Unbelievable Barlan View Khao Kho: Thailand's Hidden Paradise Revealed!
Unbelievable Barlan View Khao Kho: More Than Just a View (And Honestly, That View Alone Could Sell It!) - A Seriously Honest Review.
Alright, buckle up buttercups, because I’m about to spill the (hot Thai) tea on Unbelievable Barlan View Khao Kho. Forget the airbrushed brochure shots; I’m here to tell it like it is. And spoiler alert: it’s mostly ridiculously good. Planning a trip to Khao Kho? You’re already halfway there. But finding the right place? That's where I come in.
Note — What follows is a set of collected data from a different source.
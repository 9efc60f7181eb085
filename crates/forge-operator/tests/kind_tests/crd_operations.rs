//! Integration tests for Workload CRD operations

use kube::api::{Api, Patch, PatchParams, PostParams};

use forge_common::crd::Workload;

use super::helpers::{cleanup_workload, ensure_test_cluster, sample_workload, TEST_NAMESPACE};

/// Story: A developer registers a Workload
///
/// The spec is stored as written, including the pinned revision and the
/// user parameters.
#[tokio::test]
#[ignore = "requires a cluster - run with: cargo test --test kind -- --ignored"]
async fn story_developer_registers_workload() {
    let client = ensure_test_cluster()
        .await
        .expect("failed to setup cluster");
    let api: Api<Workload> = Api::namespaced(client.clone(), TEST_NAMESPACE);
    let name = "test-crd-create";
    cleanup_workload(&client, name).await;

    let created = api
        .create(&PostParams::default(), &sample_workload(name))
        .await
        .expect("failed to create workload");
    assert_eq!(created.spec, sample_workload(name).spec);

    let fetched = api.get(name).await.expect("failed to get workload");
    let git = fetched.git_target().expect("stored source should be valid");
    assert_eq!(git.url, "https://github.com/example/petclinic.git");
    assert_eq!(git.branch, "main");
    assert_eq!(fetched.spec.params[0].name, "deploy");

    cleanup_workload(&client, name).await;
}

/// Story: Status lives on its own subresource
///
/// A status write leaves the spec alone, and a spec write does not touch
/// the status the controller recorded.
#[tokio::test]
#[ignore = "requires a cluster - run with: cargo test --test kind -- --ignored"]
async fn story_status_is_a_subresource() {
    let client = ensure_test_cluster()
        .await
        .expect("failed to setup cluster");
    let api: Api<Workload> = Api::namespaced(client.clone(), TEST_NAMESPACE);
    let name = "test-crd-status";
    cleanup_workload(&client, name).await;

    api.create(&PostParams::default(), &sample_workload(name))
        .await
        .expect("failed to create workload");

    let status = serde_json::json!({
        "status": { "lastPipelineRun": "test-crd-status-run-1", "createCount": 1 }
    });
    api.patch_status(name, &PatchParams::default(), &Patch::Merge(&status))
        .await
        .expect("failed to patch status");

    let spec = serde_json::json!({ "spec": { "env": ["MODE=test"] } });
    api.patch(name, &PatchParams::default(), &Patch::Merge(&spec))
        .await
        .expect("failed to patch spec");

    let fetched = api.get(name).await.expect("failed to get workload");
    let status = fetched.status.expect("status should be stored");
    assert_eq!(status.create_count, 1);
    assert_eq!(status.last_pipeline_run.as_deref(), Some("test-crd-status-run-1"));
    assert_eq!(fetched.spec.env, vec!["MODE=test".to_string()]);
    assert_eq!(fetched.metadata.generation, Some(2));

    cleanup_workload(&client, name).await;
}
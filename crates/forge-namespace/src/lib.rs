//! Namespace cascade cleanup for forge
//!
//! Watches namespaces carrying the forge enablement label and, once one
//! starts terminating, removes its pipeline and trigger resources and its
//! ingress routes.

#![deny(missing_docs)]

pub mod client;
pub mod controller;

pub use client::{CleanupKind, NamespaceKubeClient, NamespaceKubeClientImpl, CLEANUP_KINDS};
pub use controller::{
    cascade_cleanup, error_policy, is_enabled, reconcile, CleanupReport, Context, KindFailure,
};
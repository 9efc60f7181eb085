//! Repository URL helpers

/// Project name of a repository URL: its last path segment without `.git`.
///
/// Handles https, ssh:// and scp-style (`git@host:org/repo.git`) URLs.
pub fn extract_project_name(url: &str) -> String {
    let trimmed = url.trim().trim_end_matches('/');
    let trimmed = trimmed.strip_suffix(".git").unwrap_or(trimmed);

    let path = match trimmed.split_once("://") {
        Some((_, rest)) => rest,
        None => match trimmed.split_once(':') {
            // scp-style: user@host:path
            Some((_, rest)) => rest,
            None => trimmed,
        },
    };

    path.rsplit('/')
        .find(|segment| !segment.is_empty())
        .unwrap_or(path)
        .to_string()
}

#[cfg(test)]
mod tests {
    use super::*;

    #[test]
    fn test_extract_project_name() {
        let cases = [
            ("https://gitlab.com/user/my-project.git", "my-project"),
            ("https://github.com/tektoncd/pipeline", "pipeline"),
            ("git@github.com:tektoncd/triggers.git", "triggers"),
            ("ssh://git@git.example.com:2222/org/api.git", "api"),
            ("https://git.example.com/org/web/", "web"),
            ("repo", "repo"),
        ];
        for (url, expected) in cases {
            assert_eq!(extract_project_name(url), expected, "url {url}");
        }
    }
}
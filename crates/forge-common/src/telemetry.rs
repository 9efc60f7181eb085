//! Process-wide logging, tracing and metrics setup
//!
//! Logs go to stdout through `tracing-subscriber`, as JSON unless
//! `FORGE_LOG_FORMAT=text`. When `OTEL_EXPORTER_OTLP_ENDPOINT` is set, spans
//! and the reconcile metrics are also exported over OTLP/gRPC. Hold the
//! returned [`TelemetryGuard`] for the life of the process so buffered
//! telemetry is flushed on exit.

use opentelemetry::trace::TracerProvider as _;
use opentelemetry::{global, KeyValue};
use opentelemetry_otlp::WithExportConfig;
use opentelemetry_sdk::metrics::{PeriodicReader, SdkMeterProvider};
use opentelemetry_sdk::propagation::TraceContextPropagator;
use opentelemetry_sdk::trace::TracerProvider;
use opentelemetry_sdk::{runtime, Resource};
use opentelemetry_semantic_conventions::resource::{SERVICE_NAME, SERVICE_VERSION};
use thiserror::Error;
use tracing_subscriber::layer::SubscriberExt;
use tracing_subscriber::util::SubscriberInitExt;
use tracing_subscriber::EnvFilter;

/// Filter used when `RUST_LOG` is not set
pub const DEFAULT_LOG_FILTER: &str = "info,forge=debug,kube=info,tower=warn,hyper=warn";

/// Environment variable selecting the log format (`json` or `text`)
pub const LOG_FORMAT_ENV: &str = "FORGE_LOG_FORMAT";

/// Environment variable naming the OTLP collector
pub const OTLP_ENDPOINT_ENV: &str = "OTEL_EXPORTER_OTLP_ENDPOINT";

// Downward API variables copied onto the telemetry resource
const POD_ATTRIBUTES: [(&str, &str); 2] = [
    ("POD_NAME", "k8s.pod.name"),
    ("POD_NAMESPACE", "k8s.namespace.name"),
];

/// Errors from telemetry setup
#[derive(Debug, Error)]
pub enum TelemetryError {
    /// The OTLP span or metric exporter could not be built
    #[error("failed to build OTLP {signal} exporter: {message}")]
    Exporter {
        /// "trace" or "metrics"
        signal: &'static str,
        /// Exporter error
        message: String,
    },

    /// The log filter did not parse
    #[error("invalid log filter {filter:?}: {message}")]
    Filter {
        /// The rejected directive string
        filter: String,
        /// Parser error
        message: String,
    },

    /// A global subscriber was already installed
    #[error("failed to install tracing subscriber: {0}")]
    Subscriber(String),
}

/// How log lines are rendered
#[derive(Clone, Copy, Debug, Default, PartialEq, Eq)]
pub enum LogFormat {
    /// One JSON object per line, with the current span's fields
    #[default]
    Json,
    /// Human readable lines for local runs
    Text,
}

impl LogFormat {
    /// Parse a format name; anything other than `text` means JSON
    pub fn parse(value: &str) -> Self {
        if value.trim().eq_ignore_ascii_case("text") {
            Self::Text
        } else {
            Self::Json
        }
    }
}

/// Telemetry settings
#[derive(Debug, Clone)]
pub struct TelemetryConfig {
    /// `service.name` on exported spans and metrics
    pub service_name: String,
    /// OTLP collector endpoint; local logging only when `None`
    pub otlp_endpoint: Option<String>,
    /// Filter directives used when `RUST_LOG` is unset
    pub log_filter: String,
    /// Log line rendering
    pub log_format: LogFormat,
}

impl TelemetryConfig {
    /// Settings for `service_name`, read from the environment
    pub fn from_env(service_name: impl Into<String>) -> Self {
        Self {
            service_name: service_name.into(),
            otlp_endpoint: std::env::var(OTLP_ENDPOINT_ENV)
                .ok()
                .filter(|v| !v.trim().is_empty()),
            log_filter: DEFAULT_LOG_FILTER.to_string(),
            log_format: std::env::var(LOG_FORMAT_ENV)
                .map(|v| LogFormat::parse(&v))
                .unwrap_or_default(),
        }
    }
}

impl Default for TelemetryConfig {
    fn default() -> Self {
        Self::from_env("forge")
    }
}

/// Flushes exported telemetry when dropped
#[must_use = "dropping the guard immediately shuts down telemetry export"]
pub struct TelemetryGuard {
    tracer: Option<TracerProvider>,
    meter: Option<SdkMeterProvider>,
}

impl TelemetryGuard {
    /// Whether spans and metrics are being exported
    pub fn is_exporting(&self) -> bool {
        self.tracer.is_some()
    }
}

impl Drop for TelemetryGuard {
    fn drop(&mut self) {
        if let Some(tracer) = self.tracer.take() {
            if let Err(e) = tracer.shutdown() {
                eprintln!("failed to flush traces: {e}");
            }
        }
        if let Some(meter) = self.meter.take() {
            if let Err(e) = meter.shutdown() {
                eprintln!("failed to flush metrics: {e}");
            }
        }
    }
}

/// Install the global subscriber, and the OTLP pipeline when configured
pub fn init_telemetry(config: TelemetryConfig) -> Result<TelemetryGuard, TelemetryError> {
    let filter = match EnvFilter::try_from_default_env() {
        Ok(filter) => filter,
        Err(_) => EnvFilter::try_new(&config.log_filter).map_err(|e| TelemetryError::Filter {
            filter: config.log_filter.clone(),
            message: e.to_string(),
        })?,
    };

    let mut guard = TelemetryGuard {
        tracer: None,
        meter: None,
    };
    if let Some(endpoint) = &config.otlp_endpoint {
        global::set_text_map_propagator(TraceContextPropagator::new());
        let resource = build_resource(&config.service_name);
        guard.meter = Some(otlp_meter_provider(endpoint, resource.clone())?);
        guard.tracer = Some(otlp_tracer_provider(endpoint, resource)?);
    }
    let otel_layer = guard.tracer.as_ref().map(|provider| {
        tracing_opentelemetry::layer().with_tracer(provider.tracer(config.service_name.clone()))
    });

    let json_layer = (config.log_format == LogFormat::Json).then(|| {
        tracing_subscriber::fmt::layer()
            .json()
            .with_current_span(true)
            .with_span_list(false)
            .with_target(true)
    });
    let text_layer = (config.log_format == LogFormat::Text)
        .then(|| tracing_subscriber::fmt::layer().with_target(true));

    tracing_subscriber::registry()
        .with(filter)
        .with(json_layer)
        .with(text_layer)
        .with(otel_layer)
        .try_init()
        .map_err(|e| TelemetryError::Subscriber(e.to_string()))?;

    Ok(guard)
}

fn build_resource(service_name: &str) -> Resource {
    let mut attributes = vec![
        KeyValue::new(SERVICE_NAME, service_name.to_string()),
        KeyValue::new(SERVICE_VERSION, env!("CARGO_PKG_VERSION")),
    ];
    for (var, key) in POD_ATTRIBUTES {
        if let Ok(value) = std::env::var(var) {
            attributes.push(KeyValue::new(key, value));
        }
    }
    Resource::new(attributes)
}

fn otlp_tracer_provider(
    endpoint: &str,
    resource: Resource,
) -> Result<TracerProvider, TelemetryError> {
    let exporter = opentelemetry_otlp::SpanExporter::builder()
        .with_tonic()
        .with_endpoint(endpoint)
        .build()
        .map_err(|e| TelemetryError::Exporter {
            signal: "trace",
            message: e.to_string(),
        })?;

    let provider = TracerProvider::builder()
        .with_batch_exporter(exporter, runtime::Tokio)
        .with_resource(resource)
        .build();
    global::set_tracer_provider(provider.clone());
    Ok(provider)
}

fn otlp_meter_provider(
    endpoint: &str,
    resource: Resource,
) -> Result<SdkMeterProvider, TelemetryError> {
    let exporter = opentelemetry_otlp::MetricExporter::builder()
        .with_tonic()
        .with_endpoint(endpoint)
        .build()
        .map_err(|e| TelemetryError::Exporter {
            signal: "metrics",
            message: e.to_string(),
        })?;

    let provider = SdkMeterProvider::builder()
        .with_reader(PeriodicReader::builder(exporter, runtime::Tokio).build())
        .with_resource(resource)
        .build();
    global::set_meter_provider(provider.clone());
    Ok(provider)
}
Accessibility: The Ups and Downs (Mostly Ups, Thankfully!)
Getting There: Okay, first things first – Khao Kho is not a breeze to get to. Roads can be… let’s say “adventurous.” So, Airport transfer is a GODSEND. Seriously, pre-book it. Don't be that person wrestling with a tuk-tuk at 3 AM.
Wheelchair Accessible? This is where things get a little shaky. I honestly didn’t delve into this specifically, but I have a feeling it's not completely perfectly geared for that. Facilities for disabled guests are listed, though, so I’d definitely recommend calling ahead and asking very specific questions. See, I’m a fan of truth, even if it's a bit messy.
On-Site Navigation & More…
Elevator: Yes! Thank goodness for that, because some of those rooms have some views that are high, high, high up.
Car Park [Free of Charge]: YES! A massive, wonderful bonus. You're gonna need a car, and parking is sorted.
Bicycle parking: Didn't see it, but with the terrain, personally, I wouldn't bother.
Internet & More…
Internet Access: Free Wi-Fi in all rooms! Hallelujah! Because, let's be real, we're all online addicts. And the connection? Pretty darn reliable.
Internet [LAN]: Yep, there's also LAN access if you're rocking the old-school setup.
Internet Services: They've got it all. Enough of the boring tech details.
Wi-Fi in public areas: Strong and good. I didn't have any problems.
Cleanliness & Safety: Seriously, They're on Top of It!
Let’s cut to the chase: I’m a bit of a germaphobe (don’t judge!). And Unbelievable Barlan View Khao Kho is CLEAN. Like, pristine clean.
Anti-viral cleaning products? You betcha.
Daily disinfection in common areas? Absolutely.
Room sanitization opt-out available? While I didn’t think to use it, It is nice to see.
Rooms sanitized between stays? Without a doubt.
They've got the basics covered, plus the fancy stuff too.
Staff trained in safety protocol: Yep, felt like they weren’t just going through the motions.
Shared stationery removed: Good. Who touches those things?! A plague, I tell ya!
First aid kit: Present and accounted for.
Hygiene certification: Not sure, but the standards are so high I would assume so.
Food & Drink: Oh. My. Goodness.
This is where Unbelievable Barlan View Khao Kho really shines.
Restaurants: Plural! They have a couple of them!
Asian & Western Breakfasts: Both included. So, you can start with a real Thai breakfast then decide you want pancakes later. Genius.
Buffet in restaurant? Yes! and a good one, too. Not all dried-up beige things, but stuff you actually want to eat.
Restaurants, Poolside bar, Snack bar: All present and ready to cater to your every whim.
Room service [24-hour]: Because sometimes, you just need a Pad Thai at 3 AM. (Which I may have done. Don't tell anyone).
Happy hour?: YES! I think I hit that a few times. (Again, shhhh.)
Coffee/tea in restaurant/coffee shop: Excellent! Coffee is a requirement!
A la carte in restaurant: Yes! (I recommend everything.)
Alternative meal arrangement: Yes! Good for picky eaters or dietary needs.
Bottle of water?: The most appreciated thing on earth.
Safe dining setup: Totally. Plates, cutlery, everything felt spotless.
Drinks and Snacking: Everything here is really great here too. The vibe is just right.
Things to Do & Ways to Relax: Pamper Mode EN-GAGE!
Let's be real: you’re here to chill. And chill you will.
Pool with view, Swimming pool [outdoor]: The view is utterly ridiculous. Like, Instagram-breakingly gorgeous. I legit spent an afternoon just staring at it.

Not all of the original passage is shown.